__AIM OF THE EXERCISE__
When the word "while" shows up in a line of the records below, copy that line.
<<<<
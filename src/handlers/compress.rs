use std::sync::Arc;
use std::time::Instant;

use axum::{
    extract::{Multipart, State},
    http::header,
    response::{IntoResponse, Response},
};
use tracing::{error, info, warn};

use crate::config::Config;
use crate::error::{AppError, AppResult};
use crate::models::{savings_percent, MediaKind, Upload};
use crate::services::Compressor;
use crate::AppState;

pub async fn compress_image_handler(
    State(state): State<Arc<AppState>>,
    multipart: Multipart,
) -> AppResult<Response> {
    handle_compress(state, multipart, MediaKind::Image).await
}

pub async fn compress_pdf_handler(
    State(state): State<Arc<AppState>>,
    multipart: Multipart,
) -> AppResult<Response> {
    handle_compress(state, multipart, MediaKind::Pdf).await
}

pub async fn compress_video_handler(
    State(state): State<Arc<AppState>>,
    multipart: Multipart,
) -> AppResult<Response> {
    handle_compress(state, multipart, MediaKind::Video).await
}

/// Shared request flow: intake, orchestration, response. The upload's
/// temp file and the adapter's output file are both gone by the time
/// the response leaves this function.
async fn handle_compress(
    state: Arc<AppState>,
    mut multipart: Multipart,
    kind: MediaKind,
) -> AppResult<Response> {
    let start = Instant::now();
    let request_id = uuid::Uuid::new_v4().to_string()[..8].to_string();

    info!(request_id = %request_id, kind = kind.label(), "Starting compression request");

    let upload = match receive_upload(&mut multipart, kind, &state.config).await {
        Ok(upload) => {
            info!(
                request_id = %request_id,
                file_name = %upload.name,
                file_size = upload.size,
                "Upload spooled to scratch directory"
            );
            upload
        }
        Err(e) => {
            warn!(request_id = %request_id, error = %e, "Upload rejected");
            return Err(e);
        }
    };

    let compressor = Compressor::new(&state.config);
    let result = match compressor.compress(&upload).await {
        Ok(result) => result,
        Err(e) => {
            error!(request_id = %request_id, error = %e, "Compression failed");
            return Err(e);
        }
    };

    info!(
        request_id = %request_id,
        original_bytes = upload.size,
        compressed_bytes = result.size(),
        saved_percent = savings_percent(upload.size, result.size()),
        total_time_ms = start.elapsed().as_millis() as u64,
        "Request completed successfully"
    );

    Ok(([(header::CONTENT_TYPE, result.content_type())], result.data).into_response())
}

/// Pull the single `file` field out of the multipart body, classify it
/// and spool it. Classification happens before any file is created, so
/// a rejected request leaves nothing in the scratch directory.
async fn receive_upload(
    multipart: &mut Multipart,
    kind: MediaKind,
    config: &Config,
) -> AppResult<Upload> {
    while let Some(field) = multipart
        .next_field()
        .await
        .map_err(|e| AppError::InvalidMultipart {
            message: format!("Failed to read multipart field: {}", e),
        })?
    {
        if field.name().unwrap_or("") != "file" {
            continue;
        }

        let file_name = field.file_name().unwrap_or("upload").to_string();
        let content_type = field.content_type().map(|ct| ct.to_string());

        match MediaKind::classify(content_type.as_deref(), &file_name) {
            Some(declared) if declared == kind => {}
            _ => {
                return Err(AppError::UnsupportedMediaType {
                    content_type: content_type.unwrap_or_else(|| file_name.clone()),
                })
            }
        }

        let data = field.bytes().await.map_err(|e| AppError::InvalidMultipart {
            message: format!("Failed to read file data: {}", e),
        })?;

        if data.is_empty() {
            return Err(AppError::MissingFile);
        }

        let max_size_bytes = config.max_file_size_mb * 1024 * 1024;
        if data.len() > max_size_bytes {
            return Err(AppError::FileTooLarge {
                size: data.len() / (1024 * 1024),
                limit: config.max_file_size_mb,
            });
        }

        return Upload::spool(file_name, kind, &data, &config.scratch_dir);
    }

    Err(AppError::MissingFile)
}
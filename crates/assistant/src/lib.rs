//! Advisory Chat Assistant
//!
//! A multi-turn conversation surface seeded with context about the code
//! the user just resolved. Independent of the resolution pipeline, and
//! fails open: if the model is unreachable the session answers with a
//! fixed apology and stays usable.

use knowledge::{ChatMessage, ChatModel};
use std::sync::Arc;
use tracing::warn;

/// Reply used whenever the model cannot be reached
pub const FALLBACK_REPLY: &str = "Sorry, I'm having trouble connecting right now. \
Please try sending your question again in a moment.";

/// Turns retained beyond the system instruction; older turns are dropped
/// from the front to keep prompts bounded.
const MAX_TRANSCRIPT_TURNS: usize = 40;

fn system_instruction(code: Option<&str>, vehicle: Option<&str>) -> String {
    let focus = match code {
        Some(code) => format!("diagnostic trouble code {code}"),
        None => "a check-engine concern".to_string(),
    };
    let vehicle_line = match vehicle {
        Some(vehicle) => format!(" Their vehicle is a {vehicle}."),
        None => String::new(),
    };
    format!(
        "You are a friendly automotive advisor helping a non-mechanic understand \
         {focus}.{vehicle_line} Answer plainly, keep replies short, and recommend \
         a professional inspection for anything safety-related."
    )
}

/// One advisory conversation, seeded for the code currently on screen.
pub struct AdvisorSession {
    model: Arc<dyn ChatModel>,
    code: Option<String>,
    transcript: Vec<ChatMessage>,
}

impl AdvisorSession {
    pub fn new(model: Arc<dyn ChatModel>, code: Option<&str>, vehicle: Option<&str>) -> Self {
        Self {
            model,
            code: code.map(str::to_string),
            transcript: vec![ChatMessage::system(system_instruction(code, vehicle))],
        }
    }

    /// Code this session was seeded for, if any
    pub fn code(&self) -> Option<&str> {
        self.code.as_deref()
    }

    pub fn transcript(&self) -> &[ChatMessage] {
        &self.transcript
    }

    /// Send a user message and return the assistant reply.
    ///
    /// Model failures surface as [`FALLBACK_REPLY`]; the failed turn stays
    /// in the transcript so the user can simply re-send.
    pub async fn send(&mut self, user_message: &str) -> String {
        self.transcript.push(ChatMessage::user(user_message));
        self.trim();

        let reply = match self.model.complete(&self.transcript).await {
            Ok(reply) => reply,
            Err(err) => {
                warn!(code = ?self.code, %err, "assistant model unavailable");
                FALLBACK_REPLY.to_string()
            }
        };

        self.transcript.push(ChatMessage::assistant(reply.clone()));
        reply
    }

    fn trim(&mut self) {
        let turns = self.transcript.len().saturating_sub(1);
        if turns > MAX_TRANSCRIPT_TURNS {
            let excess = turns - MAX_TRANSCRIPT_TURNS;
            self.transcript.drain(1..1 + excess);
        }
    }
}

#[cfg(test)]
mod tests {
    use super::*;
    use knowledge::{MockChatModel, Role};

    fn is_user(message: &ChatMessage) -> bool {
        message.role == Role::User
    }

    #[tokio::test]
    async fn replies_come_from_the_model() {
        let model = Arc::new(MockChatModel::replying("Check the gas cap first."));
        let mut session = AdvisorSession::new(model, Some("P0455"), Some("2014 Honda Accord"));

        let reply = session.send("Is this serious?").await;

        assert_eq!(reply, "Check the gas cap first.");
        assert_eq!(session.transcript().len(), 3);
        assert_eq!(session.transcript()[0].role, Role::System);
    }

    #[tokio::test]
    async fn system_instruction_references_the_code_and_vehicle() {
        let model = Arc::new(MockChatModel::replying("ok"));
        let session = AdvisorSession::new(model, Some("P0420"), Some("2016 Subaru Outback"));

        let system = &session.transcript()[0].content;
        assert!(system.contains("P0420"));
        assert!(system.contains("2016 Subaru Outback"));
        assert_eq!(session.code(), Some("P0420"));
    }

    #[tokio::test]
    async fn sessions_without_a_code_still_seed() {
        let model = Arc::new(MockChatModel::replying("ok"));
        let session = AdvisorSession::new(model, None, None);

        assert_eq!(session.code(), None);
        assert!(session.transcript()[0].content.contains("check-engine"));
    }

    #[tokio::test]
    async fn model_failure_fails_open() {
        let model = Arc::new(MockChatModel::failing());
        let mut session = AdvisorSession::new(model, Some("P0300"), None);

        let reply = session.send("What now?").await;

        assert_eq!(reply, FALLBACK_REPLY);
        // The user turn is retained so a re-send just works.
        assert!(session.transcript().iter().any(is_user));
    }

    #[tokio::test]
    async fn session_stays_usable_after_a_failure() {
        let failing = Arc::new(MockChatModel::failing());
        let mut session = AdvisorSession::new(failing, Some("P0300"), None);
        let first = session.send("hello?").await;
        assert_eq!(first, FALLBACK_REPLY);

        // Swap in a healthy model behind the same session shape.
        session.model = Arc::new(MockChatModel::replying("Back online."));
        let second = session.send("still there?").await;
        assert_eq!(second, "Back online.");
    }

    #[tokio::test]
    async fn transcript_is_bounded() {
        let model = Arc::new(MockChatModel::replying("ok"));
        let mut session = AdvisorSession::new(model, Some("P0300"), None);

        for i in 0..60 {
            session.send(&format!("question {i}")).await;
        }

        assert!(session.transcript().len() <= MAX_TRANSCRIPT_TURNS + 2);
        assert_eq!(session.transcript()[0].role, Role::System);
    }
}
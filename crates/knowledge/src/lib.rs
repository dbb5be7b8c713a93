//! External Knowledge Source
//!
//! HTTP client for the generative lookup used on cache misses, plus the
//! chat model seam consumed by the advisory assistant. Responses to
//! lookups are constrained to the exact diagnostic record schema; anything
//! that does not validate is a failure the caller degrades from.

mod chat;
mod client;
mod error;
mod mock;
mod schema;

pub use chat::{ChatMessage, ChatModel, Role};
pub use client::{GenerativeClient, KnowledgeConfig, KnowledgeSource, LookupRequest};
pub use error::KnowledgeError;
pub use mock::{MockChatModel, MockKnowledgeSource};
pub use schema::diagnostic_record_schema;
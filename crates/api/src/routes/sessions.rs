//! Session Routes

use axum::extract::State;
use axum::http::StatusCode;
use axum::Json;
use serde::Serialize;
use std::sync::Arc;
use uuid::Uuid;

use crate::AppState;

/// Response for session creation
#[derive(Debug, Serialize)]
#[serde(rename_all = "camelCase")]
pub struct SessionCreated {
    pub session_id: Uuid,
}

/// Create a new lookup session
pub async fn create_session(
    State(state): State<Arc<AppState>>,
) -> (StatusCode, Json<SessionCreated>) {
    let session_id = state.sessions.create();
    (StatusCode::CREATED, Json(SessionCreated { session_id }))
}
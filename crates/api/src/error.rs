//! API Error Responses

use axum::http::StatusCode;
use axum::response::{IntoResponse, Response};
use axum::Json;
use lead_capture::LeadError;
use serde::Serialize;
use thiserror::Error;

/// Errors a handler can surface to the client
#[derive(Debug, Error)]
pub enum ApiError {
    #[error("session not found or expired")]
    SessionNotFound,

    #[error(transparent)]
    InvalidLead(#[from] LeadError),
}

#[derive(Serialize)]
struct ErrorBody {
    error: String,
}

impl IntoResponse for ApiError {
    fn into_response(self) -> Response {
        let status = match &self {
            ApiError::SessionNotFound => StatusCode::NOT_FOUND,
            ApiError::InvalidLead(_) => StatusCode::UNPROCESSABLE_ENTITY,
        };
        (status, Json(ErrorBody { error: self.to_string() })).into_response()
    }
}
//! Diagnostic Record Model
//!
//! The canonical unit of output from the resolution pipeline, in the
//! camelCase wire shape consumed by the web frontend and produced by the
//! external knowledge source.

use serde::{Deserialize, Serialize};

/// Category label marking a synthetic fallback record.
///
/// This string is the single source of truth for unknown-ness: records
/// carrying it are never persisted into the session cache.
pub const UNKNOWN_CATEGORY: &str = "Unknown / Invalid";

/// Qualitative urgency of a fault
#[derive(Debug, Clone, Copy, PartialEq, Eq, Serialize, Deserialize)]
pub enum Severity {
    Low,
    Medium,
    High,
    Critical,
}

/// Driving-safety recommendation tied to a fault
#[derive(Debug, Clone, Copy, PartialEq, Eq, Serialize, Deserialize)]
pub enum SafetyStatus {
    Safe,
    Caution,
    StopImmediately,
}

/// Estimated repair complexity for a non-professional
#[derive(Debug, Clone, Copy, PartialEq, Eq, Serialize, Deserialize)]
pub enum DiyDifficulty {
    Easy,
    Moderate,
    Hard,
}

/// A resolved diagnosis for a single trouble code.
///
/// External responses must match this shape exactly: all fields are
/// required except `similarCodes`, and unknown fields are rejected.
#[derive(Debug, Clone, PartialEq, Serialize, Deserialize)]
#[serde(rename_all = "camelCase", deny_unknown_fields)]
pub struct DiagnosticRecord {
    /// Normalized uppercase code, unique key in the session cache
    pub code: String,
    pub title: String,
    pub description: String,
    pub plain_english_summary: String,
    pub symptoms: Vec<String>,
    pub causes: Vec<String>,
    pub severity: Severity,
    /// Free-text classification label
    pub category: String,
    pub safety_status: SafetyStatus,
    /// Opaque display text, not a structured numeric range
    pub repair_cost_estimate_range: String,
    pub diy_difficulty: DiyDifficulty,
    #[serde(default)]
    pub similar_codes: Vec<String>,
}

impl DiagnosticRecord {
    /// Synthetic fallback record for a code that could not be resolved.
    pub fn unknown(code: &str) -> Self {
        Self {
            code: code.to_string(),
            title: format!("Unrecognized Code: {code}"),
            description: "This code was not recognized. It may be manufacturer-specific, \
                          mistyped, or outside the standard OBD-II set."
                .to_string(),
            plain_english_summary: "We couldn't identify this code. Double-check the \
                                    characters on your scanner and try again."
                .to_string(),
            symptoms: Vec::new(),
            causes: Vec::new(),
            severity: Severity::Low,
            category: UNKNOWN_CATEGORY.to_string(),
            safety_status: SafetyStatus::Caution,
            repair_cost_estimate_range: "Unknown".to_string(),
            diy_difficulty: DiyDifficulty::Hard,
            similar_codes: Vec::new(),
        }
    }

    /// Whether this record is the synthetic fallback shape.
    pub fn is_unknown(&self) -> bool {
        self.category == UNKNOWN_CATEGORY
    }
}
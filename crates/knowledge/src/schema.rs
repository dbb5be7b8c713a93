//! JSON Schema for Structured Lookup Responses

use serde_json::{json, Value};

/// Strict schema the generative API must constrain lookup responses to.
///
/// Mirrors [`dtc_model::DiagnosticRecord`]: every field required except
/// `similarCodes`, no additional properties, enums spelled exactly.
pub fn diagnostic_record_schema() -> Value {
    json!({
        "type": "object",
        "additionalProperties": false,
        "required": [
            "code",
            "title",
            "description",
            "plainEnglishSummary",
            "symptoms",
            "causes",
            "severity",
            "category",
            "safetyStatus",
            "repairCostEstimateRange",
            "diyDifficulty"
        ],
        "properties": {
            "code": { "type": "string" },
            "title": { "type": "string" },
            "description": { "type": "string" },
            "plainEnglishSummary": { "type": "string" },
            "symptoms": { "type": "array", "items": { "type": "string" } },
            "causes": { "type": "array", "items": { "type": "string" } },
            "severity": { "type": "string", "enum": ["Low", "Medium", "High", "Critical"] },
            "category": { "type": "string" },
            "safetyStatus": { "type": "string", "enum": ["Safe", "Caution", "StopImmediately"] },
            "repairCostEstimateRange": { "type": "string" },
            "diyDifficulty": { "type": "string", "enum": ["Easy", "Moderate", "Hard"] },
            "similarCodes": { "type": "array", "items": { "type": "string" } }
        }
    })
}

#[cfg(test)]
mod tests {
    use super::*;

    #[test]
    fn schema_requires_all_fields_except_similar_codes() {
        let schema = diagnostic_record_schema();
        let required = schema["required"].as_array().unwrap();
        assert_eq!(required.len(), 11);
        assert!(!required.iter().any(|v| v == "similarCodes"));
        assert_eq!(schema["properties"].as_object().unwrap().len(), 12);
    }

    #[test]
    fn schema_enums_match_the_record_model() {
        let schema = diagnostic_record_schema();
        let severities = schema["properties"]["severity"]["enum"].as_array().unwrap();
        assert_eq!(severities.len(), 4);
        let safety = schema["properties"]["safetyStatus"]["enum"].as_array().unwrap();
        assert!(safety.iter().any(|v| v == "StopImmediately"));
    }
}
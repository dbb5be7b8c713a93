//! DTC Lookup Service - Main Entry Point

use api::{init_logging, run_server, ServerConfig};
use tracing::info;

#[tokio::main]
async fn main() -> anyhow::Result<()> {
    init_logging();

    info!("=== DTC Lookup Service v{} ===", env!("CARGO_PKG_VERSION"));

    let config = ServerConfig::load()?;
    run_server(config).await
}
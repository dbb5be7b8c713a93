//! Code Parsing Error Types

use thiserror::Error;

/// Errors that can occur while parsing a trouble code
#[derive(Debug, Clone, PartialEq, Eq, Error)]
pub enum CodeError {
    /// Input contained nothing but whitespace
    #[error("code is empty")]
    Empty,

    /// First character is not one of the four system prefixes
    #[error("invalid system prefix {0:?}, expected P, C, B, or U")]
    InvalidPrefix(char),

    /// Fewer than four hex digits follow the system prefix
    #[error("expected at least 4 hex digits after the prefix, found {0}")]
    TooFewDigits(usize),
}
>>>>
__ANSWER TO THE PROBLEM__
    while let Some(field) = multipart
/// Errors that can occur while parsing a trouble code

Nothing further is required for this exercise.